Some high school knuckleheads in my past could command an entire cafeteria or study hall without word or force; they simply looked up. As their circle of influence expanded, sounds subsided, until their guffaws took over, that is.
(Must admit I tried this tactic a time or two in my own classroom. Knucklehead paybacks. Fun stuff).
Our Creator designed some awesome attention-getters, as if to say, “Ok, humans. Take a chill pill.” They work, pulling our gazes heavenwards.
*Rainbows – singles, doubles or partials. Doesn’t matter, we notice. Recently my sis sent me a photo text of one at the very moment I was snapping my own, a precious shared moment miles apart.
*Eagles – soaring or perched. Their majesty draws our attention to the skies or to the treetops.
*Birds – the V-train of migration or the flowing black wave on the horizon.

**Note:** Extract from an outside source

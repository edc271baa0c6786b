fn main() -> anyhow::Result<()> {
    emolearn_lib::run()
}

We are reminded of seasons and cycles, perhaps comforted thinking ‘this too shall pass’ as we linger to contemplate the intriguing sight of birds in flight.
*Clouds – puffy whites or menacing darks. We start young seeing familiar shapes, watching them move and morph. If we’re lucky we have little ones in our lives later luring our grown-up eyes and minds to the skies.
*Sunrises and sunsets – colorful, cinematic. These silent movies perhaps trigger music in our minds to accompany the awesome displays.
*Stars – stationary, solitary, falling or in formation. The darker the sky, the brighter the light.
*Sun and Moon – marching across the horizon, illuminating all with astounding precision. Their choreographed dance draws a collective world-wide chorus of oohs and aahs when they seem to collide. I hope they are well-rehearsed.
Millions gazed upward on Monday, August 21, for a premier viewing of a solar eclipse. Encore in April of 2024.